Records excerpted from a collection
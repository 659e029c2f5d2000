//! Store configuration loaded from JSON.
//!
//! # Invariants
//! - A loaded config has passed [`StoreConfig::validate`].
//! - A SQLite backend without `path` runs in memory.

use serde::{Deserialize, Serialize};
use std::error::Error;
use std::fmt::{Display, Formatter};
use std::path::{Path, PathBuf};

pub type ConfigResult<T> = Result<T, ConfigError>;

#[derive(Debug)]
pub enum ConfigError {
    Io(std::io::Error),
    Parse(serde_json::Error),
    Invalid(String),
}

impl Display for ConfigError {
    fn fmt(&self, f: &mut Formatter<'_>) -> std::fmt::Result {
        match self {
            Self::Io(err) => write!(f, "failed to read config: {err}"),
            Self::Parse(err) => write!(f, "malformed config: {err}"),
            Self::Invalid(message) => write!(f, "invalid config: {message}"),
        }
    }
}

impl Error for ConfigError {
    fn source(&self) -> Option<&(dyn Error + 'static)> {
        match self {
            Self::Io(err) => Some(err),
            Self::Parse(err) => Some(err),
            Self::Invalid(_) => None,
        }
    }
}

impl From<std::io::Error> for ConfigError {
    fn from(value: std::io::Error) -> Self {
        Self::Io(value)
    }
}

impl From<serde_json::Error> for ConfigError {
    fn from(value: serde_json::Error) -> Self {
        Self::Parse(value)
    }
}

#[derive(Debug, Clone, PartialEq, Eq, Serialize, Deserialize)]
#[serde(tag = "kind", rename_all = "snake_case")]
pub enum BackendConfig {
    Sqlite {
        #[serde(default)]
        path: Option<PathBuf>,
    },
    Mongo {
        uri: String,
        database: String,
    },
}

impl BackendConfig {
    pub fn name(&self) -> &'static str {
        match self {
            Self::Sqlite { .. } => "sqlite",
            Self::Mongo { .. } => "mongo",
        }
    }
}

#[derive(Debug, Clone, PartialEq, Eq, Serialize, Deserialize)]
pub struct LogConfig {
    #[serde(default = "default_level")]
    pub level: String,
    pub dir: PathBuf,
}

fn default_level() -> String {
    crate::logging::default_log_level().to_string()
}

#[derive(Debug, Clone, PartialEq, Eq, Serialize, Deserialize)]
pub struct StoreConfig {
    pub backend: BackendConfig,
    #[serde(default)]
    pub logging: Option<LogConfig>,
}

impl StoreConfig {
    pub fn from_json_str(raw: &str) -> ConfigResult<Self> {
        let config: Self = serde_json::from_str(raw)?;
        config.validate()?;
        Ok(config)
    }

    pub fn from_file(path: impl AsRef<Path>) -> ConfigResult<Self> {
        let raw = std::fs::read_to_string(path)?;
        Self::from_json_str(&raw)
    }

    pub fn validate(&self) -> ConfigResult<()> {
        if let BackendConfig::Mongo { uri, database } = &self.backend {
            if uri.trim().is_empty() {
                return Err(ConfigError::Invalid("mongo uri cannot be empty".to_string()));
            }
            if database.trim().is_empty() {
                return Err(ConfigError::Invalid(
                    "mongo database cannot be empty".to_string(),
                ));
            }
        }
        if let Some(logging) = &self.logging {
            if logging.dir.as_os_str().is_empty() {
                return Err(ConfigError::Invalid("log dir cannot be empty".to_string()));
            }
        }
        Ok(())
    }
}
//! Connection bootstrap for MongoDB through the synchronous driver.

use super::DbResult;
use log::{error, info};
use mongodb::sync::{Client, Database};
use std::time::Instant;

/// Builds a client for `uri` and returns the handle of `database`.
///
/// The driver connects lazily; server errors surface on the first operation.
///
/// # Side effects
/// - Emits `db_open` logging events with duration and status. The URI is
///   never logged since it may carry credentials.
pub fn open_mongo(uri: &str, database: &str) -> DbResult<Database> {
    let started_at = Instant::now();
    info!("event=db_open module=db status=start mode=mongo database={database}");

    match Client::with_uri_str(uri) {
        Ok(client) => {
            info!(
                "event=db_open module=db status=ok mode=mongo database={} duration_ms={}",
                database,
                started_at.elapsed().as_millis()
            );
            Ok(client.database(database))
        }
        Err(err) => {
            error!(
                "event=db_open module=db status=error mode=mongo duration_ms={} error_code=db_open_failed error={}",
                started_at.elapsed().as_millis(),
                err
            );
            Err(err.into())
        }
    }
}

WHAT YOU ARE ASKED TO DO: Each line in the entries above that includes the string "struct" adds to the count; state that count only.

ANSWER BOX: 2